И волна откатилась назад, шипя и булькая на мелкой раскаленной гальке.

Время в Крыму тянулось медленно и бездумно. Проплывали мимо одинаковые золотисто-голубые дни, все чернее делалась узкая спина, все легче становилось на сердце.

Аля лежала, не поднимая головы. Плескались в прибрежных волнах дети, проходили мимо разодетые жены правительственных деятелей, голосили в мегафон массовики-затейники, а слезы все катились из глаз и капали сквозь перекладины лежака, оставляя темные круги на пыльной гальке. И Аля чувствовала, что становится легче. Уходит, словно тает под ярким солнцем, давно поселившаяся в груди тяжесть, леденящая пустота истекает слезами на мелкие камни.

«Я забуду, — понимала Аля. — Теперь я знаю, что смогу. Это не так уж трудно, не так уж больно. Я, кажется, уже забываю…»

Она перевела дыхание, вытерла тыльной стороной ладони глаза, потянулась к полотняной пляжной сумке за сигаретами.

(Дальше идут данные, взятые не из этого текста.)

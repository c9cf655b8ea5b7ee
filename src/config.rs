use std::fmt;
use std::fs;
use std::path::{Path, PathBuf};

use camino::Utf8PathBuf;
use indexmap::IndexMap;

use crate::catalog::PREDICTOR_IDS;
use crate::error::AugmentError;

pub const DEFAULT_LIST_DELIMITER: char = '&';
pub const NESTED_SECTION: &str = "configs";
pub const DEFAULT_CHAIN: &str = "A";

#[derive(Debug, Clone, PartialEq)]
pub enum ConfigValue {
    Bool(bool),
    Int(i64),
    Float(f64),
    Str(String),
    List(Vec<ConfigValue>),
}

impl ConfigValue {
    /// Splits `raw` on the delimiter and coerces every token on its own.
    pub fn parse(raw: &str, delimiter: char) -> Self {
        let mut tokens = raw
            .split(delimiter)
            .map(|token| Self::coerce(token.trim()))
            .collect::<Vec<_>>();
        if tokens.len() == 1 {
            tokens.remove(0)
        } else {
            ConfigValue::List(tokens)
        }
    }

    fn coerce(token: &str) -> Self {
        match token {
            "true" | "True" => return ConfigValue::Bool(true),
            "false" | "False" => return ConfigValue::Bool(false),
            _ => {}
        }
        if let Ok(value) = token.parse::<i64>() {
            return ConfigValue::Int(value);
        }
        if let Ok(value) = token.parse::<f64>() {
            return ConfigValue::Float(value);
        }
        ConfigValue::Str(token.to_string())
    }

    pub fn as_str(&self) -> Option<&str> {
        match self {
            ConfigValue::Str(value) => Some(value),
            _ => None,
        }
    }

    pub fn as_i64(&self) -> Option<i64> {
        match self {
            ConfigValue::Int(value) => Some(*value),
            _ => None,
        }
    }

    pub fn as_f64(&self) -> Option<f64> {
        match self {
            ConfigValue::Int(value) => Some(*value as f64),
            ConfigValue::Float(value) => Some(*value),
            _ => None,
        }
    }

    /// Scalars behave as one-element lists.
    pub fn items(&self) -> Vec<&ConfigValue> {
        match self {
            ConfigValue::List(values) => values.iter().collect(),
            other => vec![other],
        }
    }
}

impl fmt::Display for ConfigValue {
    fn fmt(&self, f: &mut fmt::Formatter<'_>) -> fmt::Result {
        match self {
            ConfigValue::Bool(value) => write!(f, "{}", if *value { "True" } else { "False" }),
            ConfigValue::Int(value) => write!(f, "{value}"),
            ConfigValue::Float(value) => write!(f, "{value}"),
            ConfigValue::Str(value) => write!(f, "{value}"),
            ConfigValue::List(values) => {
                let joined = values
                    .iter()
                    .map(|value| value.to_string())
                    .collect::<Vec<_>>()
                    .join(", ");
                write!(f, "[{joined}]")
            }
        }
    }
}

#[derive(Debug, Clone, PartialEq)]
pub enum ConfigEntry {
    Node(ConfigNode),
    Value(ConfigValue),
}

/// One level of the configuration tree: sections of a file, parameters of a
/// section, or a nested file loaded through `[configs]`.
#[derive(Debug, Clone, Default, PartialEq)]
pub struct ConfigNode {
    entries: IndexMap<String, ConfigEntry>,
}

impl ConfigNode {
    pub fn keys(&self) -> impl Iterator<Item = &str> {
        self.entries.keys().map(|key| key.as_str())
    }

    pub fn insert(&mut self, key: impl Into<String>, entry: ConfigEntry) {
        self.entries.insert(key.into(), entry);
    }

    pub fn entry(&self, key: &str) -> Option<&ConfigEntry> {
        self.entries.get(key)
    }

    pub fn lookup(&self, path: &[&str]) -> Option<&ConfigEntry> {
        let (first, rest) = path.split_first()?;
        let entry = self.entries.get(*first)?;
        if rest.is_empty() {
            return Some(entry);
        }
        match entry {
            ConfigEntry::Node(node) => node.lookup(rest),
            ConfigEntry::Value(_) => None,
        }
    }

    pub fn node(&self, path: &[&str]) -> Option<&ConfigNode> {
        match self.lookup(path)? {
            ConfigEntry::Node(node) => Some(node),
            ConfigEntry::Value(_) => None,
        }
    }

    pub fn value(&self, path: &[&str]) -> Option<&ConfigValue> {
        match self.lookup(path)? {
            ConfigEntry::Value(value) => Some(value),
            ConfigEntry::Node(_) => None,
        }
    }

    pub fn section(&self, name: &str) -> Result<&ConfigNode, AugmentError> {
        self.node(&[name])
            .ok_or_else(|| AugmentError::MissingSection(name.to_string()))
    }

    pub fn param(&self, section: &str, parameter: &str) -> Result<&ConfigValue, AugmentError> {
        self.section(section)?
            .value(&[parameter])
            .ok_or_else(|| AugmentError::MissingParameter {
                section: section.to_string(),
                parameter: parameter.to_string(),
            })
    }

    pub fn param_str(&self, section: &str, parameter: &str) -> Result<String, AugmentError> {
        Ok(self.param(section, parameter)?.to_string())
    }

    /// Searches this level first, then nested nodes depth-first.
    pub fn find_section(&self, name: &str) -> Option<&ConfigNode> {
        if let Some(node) = self.node(&[name]) {
            return Some(node);
        }
        self.entries.values().find_map(|entry| match entry {
            ConfigEntry::Node(node) => node.find_section(name),
            ConfigEntry::Value(_) => None,
        })
    }
}

#[derive(Debug, Clone)]
pub struct ConfigLoader {
    list_delimiter: char,
}

impl Default for ConfigLoader {
    fn default() -> Self {
        Self {
            list_delimiter: DEFAULT_LIST_DELIMITER,
        }
    }
}

impl ConfigLoader {
    pub fn with_delimiter(list_delimiter: char) -> Self {
        Self { list_delimiter }
    }

    pub fn load(&self, path: &Path) -> Result<ConfigNode, AugmentError> {
        if !path.is_file() {
            return Err(AugmentError::ConfigRead(path.to_path_buf()));
        }
        let content =
            fs::read_to_string(path).map_err(|_| AugmentError::ConfigRead(path.to_path_buf()))?;
        self.parse_str(&content, path)
    }

    /// `origin` anchors relative include paths and error messages.
    pub fn parse_str(&self, content: &str, origin: &Path) -> Result<ConfigNode, AugmentError> {
        let sections = parse_sections(content, origin)?;
        let base_dir = origin.parent().map(Path::to_path_buf).unwrap_or_default();

        let mut root = ConfigNode::default();
        for (section, params) in sections {
            if section == NESTED_SECTION {
                for (name, raw) in params {
                    let nested_path = resolve_include(&base_dir, &raw);
                    let nested = self.load(&nested_path)?;
                    root.insert(name, ConfigEntry::Node(nested));
                }
                continue;
            }
            let mut node = ConfigNode::default();
            for (name, raw) in params {
                node.insert(
                    name,
                    ConfigEntry::Value(ConfigValue::parse(&raw, self.list_delimiter)),
                );
            }
            root.insert(section, ConfigEntry::Node(node));
        }
        Ok(root)
    }
}

fn resolve_include(base_dir: &Path, raw: &str) -> PathBuf {
    let path = PathBuf::from(raw.trim());
    if path.is_absolute() {
        path
    } else {
        base_dir.join(path)
    }
}

type RawSections = Vec<(String, Vec<(String, String)>)>;

fn parse_sections(content: &str, origin: &Path) -> Result<RawSections, AugmentError> {
    let parse_error = |line: usize, message: &str| AugmentError::ConfigParse {
        path: origin.to_path_buf(),
        line,
        message: message.to_string(),
    };

    let mut sections: RawSections = Vec::new();
    let mut continuing = false;

    for (index, raw_line) in content.lines().enumerate() {
        let line_no = index + 1;
        let line = raw_line.trim_end();
        let trimmed = line.trim_start();

        if trimmed.is_empty() {
            continuing = false;
            continue;
        }
        if trimmed.starts_with('#') || trimmed.starts_with(';') {
            continue;
        }

        let indented = line.len() != trimmed.len();
        if indented && continuing {
            if let Some((_, params)) = sections.last_mut() {
                if let Some((_, value)) = params.last_mut() {
                    value.push('\n');
                    value.push_str(trimmed);
                    continue;
                }
            }
        }

        if trimmed.starts_with('[') && trimmed.ends_with(']') {
            let name = trimmed[1..trimmed.len() - 1].trim().to_string();
            if sections.iter().any(|(existing, _)| *existing == name) {
                return Err(parse_error(line_no, &format!("duplicate section {name}")));
            }
            sections.push((name, Vec::new()));
            continuing = false;
            continue;
        }

        let split_at = trimmed
            .find(['=', ':'])
            .ok_or_else(|| parse_error(line_no, "expected key = value"))?;
        let key = trimmed[..split_at].trim().to_string();
        let value = trimmed[split_at + 1..].trim().to_string();
        if key.is_empty() {
            return Err(parse_error(line_no, "empty key"));
        }
        let (_, params) = sections
            .last_mut()
            .ok_or_else(|| parse_error(line_no, "parameter outside of a section"))?;
        params.push((key, value));
        continuing = true;
    }

    Ok(sections)
}

/// Read-only settings shared by every input of a run.
#[derive(Debug, Clone)]
pub struct RunSettings {
    pub predictors: Vec<i64>,
    pub chain: String,
    pub mapping_file: Utf8PathBuf,
    pub output_dir: Utf8PathBuf,
}

impl RunSettings {
    pub fn new(mapping_file: Utf8PathBuf, output_dir: Utf8PathBuf) -> Self {
        Self {
            predictors: PREDICTOR_IDS.to_vec(),
            chain: DEFAULT_CHAIN.to_string(),
            mapping_file,
            output_dir,
        }
    }

    /// Applies the optional `[augment]` section: `chain` and a `predictors`
    /// list that can only narrow the built-in predictor set.
    pub fn from_config(
        config: &ConfigNode,
        mapping_file: Utf8PathBuf,
        output_dir: Utf8PathBuf,
    ) -> Result<Self, AugmentError> {
        let mut settings = Self::new(mapping_file, output_dir);
        let Some(section) = config.find_section("augment") else {
            return Ok(settings);
        };

        if let Some(chain) = section.value(&["chain"]) {
            settings.chain = chain.to_string();
        }
        if let Some(value) = section.value(&["predictors"]) {
            let mut predictors = Vec::new();
            for item in value.items() {
                let id = item
                    .as_i64()
                    .ok_or_else(|| AugmentError::ConfigValue(item.to_string()))?;
                if PREDICTOR_IDS.contains(&id) {
                    predictors.push(id);
                }
            }
            predictors.sort_unstable();
            predictors.dedup();
            settings.predictors = predictors;
        }
        Ok(settings)
    }

    pub fn allows(&self, predictor: i64) -> bool {
        self.predictors.contains(&predictor)
    }
}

«Просто нужно начать все сначала, вычеркнуть эти годы, как будто и не было их. Нельзя постоянно жить воспоминаниями, все время прикидывать, как повернулась бы жизнь, не скажи я того, не сделай этого. Эта непрекращающаяся работа над ошибками бессмысленна, она только мешает, не дает начать с чистого листа, вселяет какую-то неоправданную нелепую надежду. Нет, я уеду во Францию, поменяю квартиру, начну работать над сборником — и забуду. И если когда-нибудь международным звонком зазвонит телефон, я не сниму трубку. И нужно спешить, уезжать сейчас, пока действуют еще разрешающие выезд бумаги, о которых позаботился… хм… Дмитрий Владимирович».

Аля поднялась и пошла к воде. Зашла в море по щиколотку, постояла немного, привыкая к соленой зеленоватой прохладе, вошла по грудь и поплыла, рассекая уверенными сильными гребками бликующую на солнце гладь. От воды пахло солью, арбузом. Аля нырнула, проплыла несколько метров под водой, вынырнула и легко рассмеялась. Стало неожиданно радостно и весело, словно новая жизнь, о которой она только что размышляла, уже началась.

«Вот только как быть с матерью, — нахмурилась Аля. Она развернулась и поплыла к берегу. — Предупредить ее о том, что я не собираюсь больше возвращаться? Ведь в таком случае мы, скорее всего, никогда больше не увидимся. Она не простит мне. Не простит предательства горячо любимой родины и… пятна в собственном личном деле. Как же быть?»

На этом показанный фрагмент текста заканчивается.